土地と同じようにして、ヨベルの年を基準に、買い取る値段を設定します。

 もし、まだ多くの年数が残っているなら、それに応じて自分が買われた金額のうちの自分の買い戻し金を払い戻さなければならない。もしヨベルの年までわずかの年数しか残っていないなら、彼はそのように計算し、その年数に応じてその買い戻し金を払い戻さなければならない。年数に応じて払い戻します。彼は年ごとに雇われる者のように扱われなければならない。あなたの目の前で、その人は彼を酷使してはならない。奴隷となっている間も、酷使をさせることは決してあってはなりません。たとい、彼がこれらの方法によって買い戻されなかったとしても、ヨベルの年には、彼はその子どもといっしょに出て行くことができる。

 たとえ払い戻しができなくても、ヨベルの年は、出て行くことができます。異教徒であるから異教徒ンルールを適用しなければいけないのではありません。異教徒であってもイスラエル人であっても、神のルールが適用されるのです。ですから、クリスチャンでない人にも、神のルールが適用されます。たとえクリスチャン死んだ人の家族が仏式で葬式をあげたくても、遺書でキリスト教を望むなら、キリスト教式にしなけければならず、また、たとえお寺のお墓に入っても、その人は天国に凱旋しているのです。


 わたしにとって、イスラエル人はしもべだからである。彼らは、わたしがエジプトの地から連れ出したわたしのしもべである。わたしはあなたがたの神、主である。

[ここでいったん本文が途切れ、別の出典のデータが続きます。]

use anyhow::Error;
use ratatui::layout::{Constraint, Direction, Layout, Rect};
use ratatui::style::{Color, Modifier, Style};
use ratatui::text::Span;

use crate::error::StoreError;

/// Produce a rectangle centered within `area` that spans the requested percent
/// of the width and height. Used for modal dialogs.
pub(crate) fn centered_rect(percent_x: u16, percent_y: u16, area: Rect) -> Rect {
    let horizontal = Layout::default()
        .direction(Direction::Horizontal)
        .constraints([
            Constraint::Percentage((100 - percent_x) / 2),
            Constraint::Percentage(percent_x),
            Constraint::Percentage((100 - percent_x) / 2),
        ])
        .split(area);

    let vertical = Layout::default()
        .direction(Direction::Vertical)
        .constraints([
            Constraint::Percentage((100 - percent_y) / 2),
            Constraint::Percentage(percent_y),
            Constraint::Percentage((100 - percent_y) / 2),
        ])
        .split(horizontal[1]);

    vertical[1]
}

/// Extract the most relevant error message from a chained error. Store errors
/// keep their own wording so the category ("Storage error: ...") stays visible.
pub(crate) fn surface_error(err: &Error) -> String {
    if let Some(store_err) = err
        .chain()
        .find_map(|cause| cause.downcast_ref::<StoreError>())
    {
        return store_err.to_string();
    }
    err.chain()
        .last()
        .map(|cause| cause.to_string())
        .unwrap_or_else(|| err.to_string())
}

/// Key label followed by its action, as shown in the menu and footer.
pub(crate) fn key_hint(key: &'static str, action: &'static str) -> [Span<'static>; 2] {
    let key_style = Style::default()
        .fg(Color::Cyan)
        .add_modifier(Modifier::BOLD);
    [Span::styled(key, key_style), Span::raw(action)]
}
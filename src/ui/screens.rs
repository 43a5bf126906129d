use crate::models::Student;

/// Rows currently shown in the main table plus the selection cursor. The rows
/// are a display copy; they are replaced wholesale whenever the store is
/// re-read.
#[derive(Default)]
pub(crate) struct StudentTable {
    pub(crate) students: Vec<Student>,
    /// Name fragment of the search whose results are on screen, if any.
    pub(crate) filter: Option<String>,
    pub(crate) selected: usize,
}

impl StudentTable {
    pub(crate) fn new(students: Vec<Student>) -> Self {
        Self {
            students,
            filter: None,
            selected: 0,
        }
    }

    /// Swap in a fresh full listing, keeping `focus_id` selected if it is
    /// still present.
    pub(crate) fn replace(&mut self, students: Vec<Student>, focus_id: Option<i64>) {
        self.students = students;
        self.filter = None;
        self.focus(focus_id);
    }

    /// Show search results for `query`, selecting the first match.
    pub(crate) fn show_matches(&mut self, students: Vec<Student>, query: &str) {
        self.students = students;
        self.filter = Some(query.to_string());
        self.selected = 0;
    }

    /// Drop a deleted row from the display copy so it disappears even if the
    /// follow-up refresh fails.
    pub(crate) fn remove(&mut self, id: i64) {
        self.students.retain(|student| student.id != id);
        self.ensure_in_bounds();
    }

    fn focus(&mut self, focus_id: Option<i64>) {
        if let Some(idx) =
            focus_id.and_then(|id| self.students.iter().position(|student| student.id == id))
        {
            self.selected = idx;
            return;
        }
        self.ensure_in_bounds();
    }

    pub(crate) fn current(&self) -> Option<&Student> {
        self.students.get(self.selected)
    }

    pub(crate) fn move_selection(&mut self, offset: isize) {
        if self.students.is_empty() {
            self.selected = 0;
            return;
        }
        let last = self.students.len() - 1;
        self.selected = self.selected.saturating_add_signed(offset).min(last);
    }

    pub(crate) fn select_first(&mut self) {
        self.selected = 0;
    }

    pub(crate) fn select_last(&mut self) {
        self.selected = self.students.len().saturating_sub(1);
    }

    fn ensure_in_bounds(&mut self) {
        if self.selected >= self.students.len() {
            self.selected = self.students.len().saturating_sub(1);
        }
    }
}
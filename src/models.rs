//! Domain model that mirrors the `students` table and gets passed throughout
//! the TUI. The type stays a light-weight data holder so the store can focus on
//! persistence and the UI on presentation.

use std::fmt;

use crate::error::{Result, StoreError};

/// Youngest age accepted for a student record.
pub const MIN_AGE: i64 = 1;
/// Oldest age accepted for a student record.
pub const MAX_AGE: i64 = 150;

#[derive(Debug, Clone, PartialEq, Eq)]
/// A single student row. The UI only ever holds copies of these; the store is
/// the source of truth and the table is re-read after every mutation.
pub struct Student {
    /// Primary key assigned by SQLite. Never reused, never edited.
    pub id: i64,
    pub name: String,
    pub age: i64,
    /// Grade or class label. Free text, may be blank.
    pub grade: String,
}

impl fmt::Display for Student {
    fn fmt(&self, f: &mut fmt::Formatter<'_>) -> fmt::Result {
        write!(f, "#{} {}", self.id, self.name)
    }
}

/// Validated, normalized attributes for an insert or update.
#[derive(Debug, Clone, PartialEq, Eq)]
pub(crate) struct StudentFields {
    pub(crate) name: String,
    pub(crate) age: i64,
    pub(crate) grade: String,
}

impl StudentFields {
    /// Trim the text inputs and check the name and age constraints.
    pub(crate) fn validate(name: &str, age: i64, grade: &str) -> Result<Self> {
        let name = name.trim();
        if name.is_empty() {
            return Err(StoreError::Validation("Name is required.".to_string()));
        }
        if !(MIN_AGE..=MAX_AGE).contains(&age) {
            return Err(StoreError::Validation(format!(
                "Age must be between {MIN_AGE} and {MAX_AGE}."
            )));
        }
        Ok(Self {
            name: name.to_string(),
            age,
            grade: grade.trim().to_string(),
        })
    }
}
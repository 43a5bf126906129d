//! Binary entry point: resolve paths, start logging, open the student database
//! and drive the Ratatui event loop until the user exits.
use anyhow::Context;
use student_records::{logging, run_app, App, Config, StudentStore};
use tracing::{error, info};

/// Returning a `Result` surfaces startup problems (a missing, unreadable or
/// corrupt database file, for instance) on stderr with a non-zero exit code.
fn main() -> anyhow::Result<()> {
    let config = Config::from_env();
    if let Some(log_path) = &config.log_path {
        if let Err(err) = logging::init_logging(log_path) {
            eprintln!("warning: logging disabled: {err:#}");
        }
    }
    info!(database = %config.database_path.display(), "starting student records");

    let store = StudentStore::open(&config.database_path)
        .inspect_err(|err| error!(%err, "startup failed"))
        .with_context(|| {
            format!(
                "cannot open student database {}",
                config.database_path.display()
            )
        })?;
    let students = store.read_all()?;
    let grades = store.grades()?;

    let mut app = App::new(store, students, grades);
    run_app(&mut app)
}
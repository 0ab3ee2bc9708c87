// All repository functions are generic over `E: Executor<'e, Database = Postgres>`
// so they accept both a `&PgPool` (direct query) and a `&mut Transaction` (atomic operations).

pub mod course;
pub mod topic;
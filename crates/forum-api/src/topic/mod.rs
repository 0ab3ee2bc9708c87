pub mod model;
pub mod routes;
pub mod service;

pub use routes::routes;
pub use service::TopicService;
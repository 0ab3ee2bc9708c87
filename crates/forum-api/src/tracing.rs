//! Tracing and logging configuration.
//!
//! Development gets pretty, colored logs at debug level; production gets
//! flattened JSON lines at info level for log aggregation. `RUST_LOG` always
//! wins over the defaults (e.g. `RUST_LOG=debug,tower_http=trace`).

use tracing_subscriber::{
    EnvFilter, Layer, layer::SubscriberExt, util::SubscriberInitExt, util::TryInitError,
};

use crate::config::Environment;

const DEVELOPMENT_DIRECTIVES: &str = "debug,tower_http=debug,sqlx=warn";
const PRODUCTION_DIRECTIVES: &str = "info,tower_http=info,sqlx=warn";

fn env_filter(env: Environment) -> EnvFilter {
    let defaults = if env.is_development() {
        DEVELOPMENT_DIRECTIVES
    } else {
        PRODUCTION_DIRECTIVES
    };

    EnvFilter::try_from_default_env().unwrap_or_else(|_| EnvFilter::new(defaults))
}

/// Install the global subscriber for `env`.
///
/// Fails if a subscriber is already installed.
pub fn init_tracing(env: Environment) -> Result<(), TryInitError> {
    let filter = env_filter(env);

    if env.is_development() {
        tracing_subscriber::registry()
            .with(
                tracing_subscriber::fmt::layer()
                    .with_target(true)
                    .with_line_number(true)
                    .with_file(true)
                    .pretty()
                    .with_filter(filter),
            )
            .try_init()?;
    } else {
        tracing_subscriber::registry()
            .with(
                tracing_subscriber::fmt::layer()
                    .json()
                    .with_current_span(true)
                    .with_span_list(true)
                    .flatten_event(true)
                    .with_target(true)
                    .with_filter(filter),
            )
            .try_init()?;
    }

    tracing::info!(environment = ?env, "Tracing initialized");
    Ok(())
}
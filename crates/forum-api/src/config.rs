use serde::Deserialize;

/// Deployment environment, read from `ENV`
#[derive(Clone, Copy, Debug, Default, PartialEq, Eq, Deserialize)]
#[serde(rename_all = "lowercase")]
pub enum Environment {
    #[default]
    Development,
    Production,
}

impl Environment {
    pub const fn is_development(self) -> bool {
        matches!(self, Self::Development)
    }

    pub const fn is_production(self) -> bool {
        matches!(self, Self::Production)
    }
}

/// Runtime configuration, one field per environment variable
/// (`database_url` is read from `DATABASE_URL` and so on)
#[derive(Clone, Debug, Deserialize)]
pub struct ApiConfig {
    /// PostgreSQL URL; when unset topics are kept in memory
    pub database_url: Option<String>,
    #[serde(default)]
    pub env: Environment,
    #[serde(default = "default_host")]
    pub host: String,
    #[serde(default = "default_port")]
    pub port: u16,
    /// Comma-separated list of origins allowed by CORS
    #[serde(default = "default_allowed_origins")]
    pub allowed_origins: String,
    #[serde(default = "default_db_max_connections")]
    pub db_max_connections: u32,
    /// Maximum number of listing pages kept in the response cache
    #[serde(default = "default_listing_cache_capacity")]
    pub listing_cache_capacity: usize,
}

fn default_host() -> String {
    "0.0.0.0".to_string()
}

const fn default_port() -> u16 {
    3000
}

fn default_allowed_origins() -> String {
    "http://localhost:8080".to_string()
}

const fn default_db_max_connections() -> u32 {
    10
}

const fn default_listing_cache_capacity() -> usize {
    256
}

impl Default for ApiConfig {
    fn default() -> Self {
        Self {
            database_url: None,
            env: Environment::default(),
            host: default_host(),
            port: default_port(),
            allowed_origins: default_allowed_origins(),
            db_max_connections: default_db_max_connections(),
            listing_cache_capacity: default_listing_cache_capacity(),
        }
    }
}

impl ApiConfig {
    pub fn from_env() -> Result<Self, envy::Error> {
        envy::from_env()
    }

    pub fn parsed_allowed_origins(&self) -> Vec<String> {
        self.allowed_origins
            .split(',')
            .map(str::trim)
            .filter(|origin| !origin.is_empty())
            .map(String::from)
            .collect()
    }

    pub fn bind_address(&self) -> String {
        format!("{}:{}", self.host, self.port)
    }
}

 先ほどは、「この地は、わたしのものである。」といわれましたが、ここでは、「わたしのしもべである。」と言われています。イスラエル人は神の奴隷、イスラエルの土地は神の土地、またイスラエルの幕屋は神の幕屋です。神が主であり、神が中心であり、神の言われることを行なう義務があります。しかし、それは、私たちを束縛するものではなく、むしろ、私たちに自由を与えるものです。私たちは、イエスさまを第一にして生きているでしょうか。自分の時間だから自分の好きなようにする、自分の給料だから自分の好きなようにする、自分の家だから好きなように使う、でしょうか。違いますね、すべてが主のものです。